Firstly, I was born, which is always a good move, if you want to become famous.  I hear that being constructed out of scaffolding and old tin cans never really caught on (it worked for Jude Law, but not anyone else that I know of).  This happened in the ancient Roman town of Exeter, in Devon, which was considerably less ancient then; we had cars but still tended to duck when an aeroplane flew over.  An uneventful childhood provided me with no fuel for writing whatsoever, despite my best  teenage attempts at trauma I passed smoothly into adulthood.  I was, at this time, writing like an addict, trees trembled when I picked up a pen  and I apologise now for the deforestation of Sweden; I was young, I couldn't help it.   I had to write.

Three novel-length practices later, I forayed seriously into the world of Being a Writer.  I'd written a novel about a ghost - it had real words in it, proper punctuation and everything and, as we all know, all you need to be published is to write a book. (Ha, that was a joke-thing there, high ironic sarcasm - the fact that I need to point this out tells you everything that a lot of people believe about Being a Writer).  This book, astonishingly, was not the huge success that I imagined, in fact, publishers turned it down!  Can you believe it!

Meeting up with a likeminded (and, at that time, equally unsuccessful) writer, turned me into a partnership.  Linsey and I wrote scripts.  Knee-slappingly funny (and sometimes face-slappingly awful) times resulted, as Thames TV became, firstly mildly, then almost fetishistically, interested in us.  We were Being Writers!

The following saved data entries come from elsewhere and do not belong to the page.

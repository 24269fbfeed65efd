//! A single-owner timing wheel for deferred, single-shot callbacks, used to
//! drive key expirations without a timer per key.
//!
//! The wheel runs as its own tokio task selecting over a tick interval and
//! two command channels (schedule/cancel), mirroring a classic
//! channel-driven event loop: all mutable state (slots, the key→location
//! index, the current position) lives on that one task, so no locking is
//! needed inside the wheel itself. Callers talk to it through a cheap,
//! cloneable [`TimeWheel`] handle.

use std::collections::HashMap;
use std::time::Duration;

use tokio::sync::{mpsc, oneshot};
use tokio::time::MissedTickBehavior;

/// A callback scheduled to run once its rotations reach zero.
type Job = Box<dyn FnOnce() + Send + 'static>;

struct Entry {
    key: String,
    rotations: u64,
    job: Job,
}

struct Location {
    slot: usize,
    /// Index into that slot's `Vec<Entry>`. Kept approximate: removal walks
    /// the slot to find the matching key, since indices shift as entries
    /// fire or get removed. Retained for readability parity with the
    /// original design's slot+element pair; functionally we match by key.
    #[allow(dead_code)]
    slot_hint: usize,
}

enum Command {
    Schedule {
        delay: Duration,
        key: String,
        job: Job,
    },
    Cancel {
        key: String,
    },
    Stop {
        ack: oneshot::Sender<()>,
    },
}

/// Handle to a running timing wheel. Cloning shares the same underlying
/// actor task; dropping all handles does not stop the wheel (use
/// [`TimeWheel::stop`] explicitly, matching the original's stop channel).
#[derive(Clone)]
pub struct TimeWheel {
    tx: mpsc::UnboundedSender<Command>,
}

impl TimeWheel {
    /// Spawns the wheel's driving task with tick interval `interval` and
    /// `slot_count` slots, both of which must be positive.
    pub fn spawn(interval: Duration, slot_count: usize) -> Self {
        assert!(interval > Duration::ZERO, "timing wheel interval must be positive");
        assert!(slot_count > 0, "timing wheel must have at least one slot");

        let (tx, rx) = mpsc::unbounded_channel();
        tokio::spawn(run(interval, slot_count, rx));
        Self { tx }
    }

    /// Schedules `job` to run once, `delay` from now, under `task_key`. Any
    /// previously pending task under the same key is cancelled first.
    pub fn schedule<F>(&self, delay: Duration, task_key: impl Into<String>, job: F)
    where
        F: FnOnce() + Send + 'static,
    {
        let _ = self.tx.send(Command::Schedule {
            delay,
            key: task_key.into(),
            job: Box::new(job),
        });
    }

    /// Cancels the pending task under `task_key`, if any.
    pub fn cancel(&self, task_key: impl Into<String>) {
        let _ = self.tx.send(Command::Cancel { key: task_key.into() });
    }

    /// Stops the wheel's driving task and waits for it to exit.
    pub async fn stop(&self) {
        let (ack_tx, ack_rx) = oneshot::channel();
        if self.tx.send(Command::Stop { ack: ack_tx }).is_ok() {
            let _ = ack_rx.await;
        }
    }
}

async fn run(interval: Duration, slot_count: usize, mut rx: mpsc::UnboundedReceiver<Command>) {
    let mut slots: Vec<Vec<Entry>> = (0..slot_count).map(|_| Vec::new()).collect();
    let mut index: HashMap<String, Location> = HashMap::new();
    let mut current_pos: usize = 0;

    let mut ticker = tokio::time::interval(interval);
    ticker.set_missed_tick_behavior(MissedTickBehavior::Delay);

    loop {
        tokio::select! {
            _ = ticker.tick() => {
                let pos = current_pos;
                current_pos = (current_pos + 1) % slot_count;
                tick(&mut slots[pos], &mut index);
            }
            cmd = rx.recv() => {
                match cmd {
                    Some(Command::Schedule { delay, key, job }) => {
                        schedule(&mut slots, &mut index, current_pos, interval, slot_count, delay, key, job);
                    }
                    Some(Command::Cancel { key }) => {
                        cancel(&mut slots, &mut index, &key);
                    }
                    Some(Command::Stop { ack }) => {
                        let _ = ack.send(());
                        return;
                    }
                    None => return,
                }
            }
        }
    }
}

fn position_and_rotations(
    current_pos: usize,
    interval: Duration,
    slot_count: usize,
    delay: Duration,
) -> (usize, u64) {
    let ticks = (delay.as_secs_f64() / interval.as_secs_f64()).floor() as u64;
    let rotations = ticks / slot_count as u64;
    let pos = (current_pos + (ticks as usize)) % slot_count;
    (pos, rotations)
}

fn schedule(
    slots: &mut [Vec<Entry>],
    index: &mut HashMap<String, Location>,
    current_pos: usize,
    interval: Duration,
    slot_count: usize,
    delay: Duration,
    key: String,
    job: Job,
) {
    if !key.is_empty() {
        cancel(slots, index, &key);
    }
    let (slot, rotations) = position_and_rotations(current_pos, interval, slot_count, delay);
    slots[slot].push(Entry {
        key: key.clone(),
        rotations,
        job,
    });
    if !key.is_empty() {
        index.insert(key, Location { slot, slot_hint: slots[slot].len() - 1 });
    }
}

fn cancel(slots: &mut [Vec<Entry>], index: &mut HashMap<String, Location>, key: &str) {
    if let Some(loc) = index.remove(key) {
        slots[loc.slot].retain(|e| e.key != key);
    }
}

fn tick(slot: &mut Vec<Entry>, index: &mut HashMap<String, Location>) {
    let mut fired = Vec::new();
    let mut remaining = Vec::with_capacity(slot.len());
    for mut entry in slot.drain(..) {
        if entry.rotations > 0 {
            entry.rotations -= 1;
            remaining.push(entry);
        } else {
            fired.push(entry);
        }
    }
    *slot = remaining;

    for entry in fired {
        if !entry.key.is_empty() {
            index.remove(&entry.key);
        }
        let job = entry.job;
        // Run off this task so a slow callback cannot delay the next tick.
        // A caught panic here would otherwise poison nothing (tokio tasks
        // isolate panics already), but spawning means the wheel's own loop
        // never blocks on job execution.
        tokio::spawn(async move {
            job();
        });
    }
}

Our script was polished and burnished so intensely that to look upon it was to risk blindness, and it slid frictionlessly into the 'being commissioned' status.  Whereupon Thames TV lost its franchise and was replaced in the scheduling.  Boo hoo, begin again.

All this coincided with a forcible relocation from my lovely sunny South Somerset home to the windswept wilds of North Yorkshire, there to take a break from writing in order to bring up a pack of unruly savages - surely these were not the innocent babes to which I had given birth?

Vienna, an unruly savage

Alas, this was the case.  And, I struggled, Reader!

Finally, the savages were tamed, with a mixture of unlimited chocolate biscuits and regular whippings, and I felt once more able to return to the world of Being a Writer.  Closeted in my little room, with its view of the pockmarked half-acre of garden and wearing only unsuitable hair, I wrote.

The children brought one another up.

Vienna remained a savage, sadly, and we have no choice now but to poke food under her bedroom door twice a day.

Her sisters, Fern and Riyadh have taken to travelling the length of the country by train (illustrated right) in search of a normal upbringing.  Having a mother who is Being a Writer can be hard on a young girl, and their neglect has manefested in their wearing of odd clothes and refusing to enjoy the music of My Chemical Romance, despite desperate maternal urgings.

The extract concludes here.